## Task details
Take the entries below and print only the lines from the one with "the faculty/central-authority decision" through the one with "async fn main()", exactly as they stand, both ends included.

## Records for this task
//! Dynamic connectivity engine for Chargegrid.
//!
//! A [`Network`] tracks which charge blocks are linked into connected
//! components and lets consumers draw energy pooled across each component.
//! Registrations and removals are queued and applied once per
//! [`tick`](Network::tick); components are built lazily by breadth-first
//! search and torn down whole when a member leaves, to be rebuilt on the next
//! query.

/// Consumer-facing component handle.
pub mod component;
/// Configuration types for networks.
pub mod config;
/// Network event types and the event log.
pub mod event;
/// Connected components and their pooled energy operations.
pub mod graph;
/// The network controller: pending queue, construction, and ticking.
pub mod network;
/// Registered nodes and the node registry.
pub mod node;

/// Re-export of [`component::Component`].
pub use component::Component;
/// Re-exports of [`config::NetworkConfig`] and [`config::LazyCreation`].
pub use config::{LazyCreation, NetworkConfig};
/// Re-exports of [`event::EventLog`], [`event::NetworkEvent`], and [`event::NetworkEventKind`].
pub use event::{EventLog, NetworkEvent, NetworkEventKind};
/// Re-exports of [`graph::ChargeGraph`] and [`graph::GraphId`].
pub use graph::{ChargeGraph, GraphId};
/// Re-exports of [`network::Network`] and [`network::TickSummary`].
pub use network::{Network, TickSummary};
/// Re-exports of [`node::ChargeNode`], [`node::GraphRef`], and [`node::NodeRegistry`].
pub use node::{ChargeNode, GraphRef, NodeRegistry};
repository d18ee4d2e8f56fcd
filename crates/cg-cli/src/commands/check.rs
use std::path::Path;

pub fn run(layout: &Path) -> Result<(), String> {
    let grid = super::load_grid(layout)?;

    println!("  All checks passed for '{}'.", grid.name());
    println!("  {} blocks, {} batteries", grid.len(), grid.battery_count());

    Ok(())
}
//! Admission decision workflow engine: case intake, completeness
//! validation, checklist review, and the faculty/central-authority decision
//! hand-off.

pub mod config;
pub mod error;
pub mod telemetry;
pub mod workflows;
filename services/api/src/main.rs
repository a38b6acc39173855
use admissions_api::run;

#[tokio::main]
async fn main() {
    if let Err(err) = run().await {
        eprintln!("application error: {err}");
        std::process::exit(1);
    }
}
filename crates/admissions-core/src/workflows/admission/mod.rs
//! Admission case workflow: one candidate's application to one program,
//! reviewed tab by tab and decided through the faculty/central-authority
//! hand-off.

pub mod checklist;
pub mod domain;
pub mod profile;
pub mod reference;
pub mod repository;
pub mod router;
pub mod service;
pub mod status;
pub mod titles;
pub mod validation;

#[cfg(test)]
mod tests;

pub use checklist::{
    ApplicationFeeStatus, AssimilationStatus, AuthenticationState, CaoDecisionStatus,
    CaoDispensationState, ChecklistDocument, ChecklistEntry, ChecklistTab, CourseChoiceStatus,
    DispensationState, ExperienceEntry, ExperienceStatus, FacultyDecisionStatus, FeeBlockage,
    FinanceabilityBlockage, FinanceabilityStatus, PersonalDataStatus, PriorExperienceStatus,
    TrainingSpecificitiesStatus, UnknownExperience,
};
pub use domain::{
    AcademicYear, ApprovalCondition, CandidateId, Case, CaseId, CaseStatus, CountryCode,
    DocumentRef, ExperienceId, ExperienceType, FacultyApprovalDetails, FormationId, LanguageCode,
    QuestionId, RefusalReason, ScholarshipId,
};
pub use profile::{
    AcademicExperience, Accounting, ActivityType, AdmissionExam, AssimilationSituation,
    BankAccount, BankAccountKind, CandidateProfileProvider, CandidateSnapshot, DomesticDiploma,
    EvaluationSystem, ExperienceYear, ForeignDiploma, GotDiploma, Identification,
    NonAcademicExperience, ProfileError, QuestionTab, SecondaryDiploma, SecondaryStudies,
    SpecificQuestion, TranscriptMode,
};
pub use reference::{Formation, ReferenceData, Scholarship};
pub use repository::{
    AuditEntry, AuditError, AuditTrail, CaseRepository, CaseStatusView, NotificationError,
    NotificationGateway, RenderedMessage, RepositoryError,
};
pub use router::admission_router;
pub use service::{AdmissionCaseService, CaseServiceError, PreconditionFailure};
pub use titles::{AccessTitle, AccessTitleKey, AccessTitleSelector};
pub use validation::{
    CompletenessValidator, EngineConfig, RuleFamily, ValidationContext, Violation,
};
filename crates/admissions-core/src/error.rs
use crate::config::ConfigError;
use crate::telemetry::TelemetryError;
use crate::workflows::admission::CaseServiceError;
use axum::http::StatusCode;
use axum::response::{IntoResponse, Response};
use axum::Json;
use serde_json::json;
use std::fmt;

#[derive(Debug)]
pub enum AppError {
    Config(ConfigError),
    Telemetry(TelemetryError),
    Io(std::io::Error),
    Server(axum::Error),
    Workflow(CaseServiceError),
}

impl fmt::Display for AppError {
    fn fmt(&self, f: &mut fmt::Formatter<'_>) -> fmt::Result {
        match self {
            AppError::Config(err) => write!(f, "configuration error: {}", err),
            AppError::Telemetry(err) => write!(f, "telemetry error: {}", err),
            AppError::Io(err) => write!(f, "io error: {}", err),
            AppError::Server(err) => write!(f, "server error: {}", err),
            AppError::Workflow(err) => write!(f, "workflow error: {}", err),
        }
    }
}

impl std::error::Error for AppError {
    fn source(&self) -> Option<&(dyn std::error::Error + 'static)> {
        match self {
            AppError::Config(err) => Some(err),
            AppError::Telemetry(err) => Some(err),
            AppError::Io(err) => Some(err),
            AppError::Server(err) => Some(err),
            AppError::Workflow(err) => Some(err),
        }
    }
}

impl IntoResponse for AppError {
    fn into_response(self) -> Response {
        let status = match self {
            AppError::Workflow(_) => StatusCode::BAD_REQUEST,
            AppError::Config(_)
            | AppError::Telemetry(_)
            | AppError::Io(_)
            | AppError::Server(_) => StatusCode::INTERNAL_SERVER_ERROR,
        };

        let body = Json(json!({ "error": self.to_string() }));
        (status, body).into_response()
    }
}

impl From<ConfigError> for AppError {
    fn from(value: ConfigError) -> Self {
        Self::Config(value)
    }
}

impl From<TelemetryError> for AppError {
    fn from(value: TelemetryError) -> Self {
        Self::Telemetry(value)
    }
}

impl From<std::io::Error> for AppError {
    fn from(value: std::io::Error) -> Self {
        Self::Io(value)
    }
}

impl From<axum::Error> for AppError {
    fn from(value: axum::Error) -> Self {
        Self::Server(value)
    }
}

impl From<CaseServiceError> for AppError {
    fn from(value: CaseServiceError) -> Self {
        Self::Workflow(value)
    }
}
use super::super::{EngineConfig, ValidationContext, Violation};

/// Submission-volume cap: the candidate may not push another case past the
/// configured ceiling of cases under way. The count of other cases in
/// counted statuses is injected by the caller.
pub(crate) fn check(
    violations: &mut Vec<Violation>,
    context: &ValidationContext,
    config: &EngineConfig,
) {
    if context.open_case_count >= config.max_open_cases {
        violations.push(Violation::SubmissionCapReached {
            limit: config.max_open_cases,
        });
    }
}
use crate::infra::{AppState, InMemoryProfileProvider};
use axum::extract::Path;
use axum::http::{header, StatusCode};
use axum::response::IntoResponse;
use axum::Extension;
use axum::Json;
use serde_json::json;
use std::sync::Arc;

use admissions_core::workflows::admission::{
    admission_router, AdmissionCaseService, AuditTrail, CandidateProfileProvider,
    CandidateSnapshot, CaseId, CaseRepository, NotificationGateway,
};

pub(crate) fn with_admission_routes<R, N, A>(
    service: Arc<AdmissionCaseService<R, N, A, InMemoryProfileProvider>>,
    profiles: Arc<InMemoryProfileProvider>,
) -> axum::Router
where
    R: CaseRepository + 'static,
    N: NotificationGateway + 'static,
    A: AuditTrail + 'static,
{
    admission_router(service)
        .route("/health", axum::routing::get(healthcheck))
        .route("/ready", axum::routing::get(readiness_endpoint))
        .route("/metrics", axum::routing::get(metrics_endpoint))
        .route(
            "/api/v1/admission/cases/:case_id/profile",
            axum::routing::put(profile_upsert_endpoint).layer(Extension(profiles)),
        )
}

pub(crate) async fn healthcheck() -> Json<serde_json::Value> {
    Json(json!({ "status": "ok" }))
}

pub(crate) async fn readiness_endpoint(Extension(state): Extension<AppState>) -> impl IntoResponse {
    let ready = state.readiness.load(std::sync::atomic::Ordering::Relaxed);
    let status = if ready {
        StatusCode::OK
    } else {
        StatusCode::SERVICE_UNAVAILABLE
    };

    let payload = if ready {
        json!({ "status": "ready" })
    } else {
        json!({ "status": "initializing" })
    };

    (status, Json(payload))
}

pub(crate) async fn metrics_endpoint(Extension(state): Extension<AppState>) -> impl IntoResponse {
    (
        StatusCode::OK,
        [(header::CONTENT_TYPE, "text/plain; version=0.0.4")],
        state.metrics.render(),
    )
}

/// Register the candidate resume the engine validates a case against.
pub(crate) async fn profile_upsert_endpoint(
    Extension(profiles): Extension<Arc<InMemoryProfileProvider>>,
    Path(case_id): Path<String>,
    Json(snapshot): Json<CandidateSnapshot>,
) -> impl IntoResponse {
    profiles.put(CaseId(case_id), snapshot);
    StatusCode::NO_CONTENT
}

## Answer box
//! validation, checklist review, and the faculty/central-authority decision
//! hand-off.

pub mod config;
pub mod error;
pub mod telemetry;
pub mod workflows;
filename services/api/src/main.rs
repository a38b6acc39173855
use admissions_api::run;

#[tokio::main]
async fn main() {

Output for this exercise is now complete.